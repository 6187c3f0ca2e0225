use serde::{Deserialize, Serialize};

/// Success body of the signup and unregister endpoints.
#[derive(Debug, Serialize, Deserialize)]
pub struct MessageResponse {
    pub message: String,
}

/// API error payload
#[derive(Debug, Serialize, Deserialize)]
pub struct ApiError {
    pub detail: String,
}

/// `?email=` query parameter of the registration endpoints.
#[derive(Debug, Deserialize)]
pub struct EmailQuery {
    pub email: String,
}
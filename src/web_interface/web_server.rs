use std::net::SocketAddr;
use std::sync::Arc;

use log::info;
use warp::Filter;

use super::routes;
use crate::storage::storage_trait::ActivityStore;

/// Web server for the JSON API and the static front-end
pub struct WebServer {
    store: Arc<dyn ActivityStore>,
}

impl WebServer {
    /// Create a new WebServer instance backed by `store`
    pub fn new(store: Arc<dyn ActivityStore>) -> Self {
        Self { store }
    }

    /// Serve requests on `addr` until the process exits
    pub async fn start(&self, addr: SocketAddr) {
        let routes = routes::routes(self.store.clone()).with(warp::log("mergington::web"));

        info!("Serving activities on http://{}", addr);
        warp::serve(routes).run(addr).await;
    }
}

▸ WORK INSTRUCTIONS: Print the full listing verbatim. Leave nothing out.

▸ WRITTEN ANSWER:
repository 6187c3f0ca2e0225
use serde::{Deserialize, Serialize};

/// Success body of the signup and unregister endpoints.
#[derive(Debug, Serialize, Deserialize)]
pub struct MessageResponse {
    pub message: String,
}

/// API error payload
#[derive(Debug, Serialize, Deserialize)]
pub struct ApiError {
    pub detail: String,
}

/// `?email=` query parameter of the registration endpoints.
#[derive(Debug, Deserialize)]
pub struct EmailQuery {
    pub email: String,
}
filename src/web_interface/web_server.rs
use std::net::SocketAddr;
use std::sync::Arc;

use log::info;
use warp::Filter;

use super::routes;
use crate::storage::storage_trait::ActivityStore;

/// Web server for the JSON API and the static front-end
pub struct WebServer {
    store: Arc<dyn ActivityStore>,
}

impl WebServer {
    /// Create a new WebServer instance backed by `store`
    pub fn new(store: Arc<dyn ActivityStore>) -> Self {
        Self { store }
    }

    /// Serve requests on `addr` until the process exits
    pub async fn start(&self, addr: SocketAddr) {
        let routes = routes::routes(self.store.clone()).with(warp::log("mergington::web"));

        info!("Serving activities on http://{}", addr);
        warp::serve(routes).run(addr).await;
    }
}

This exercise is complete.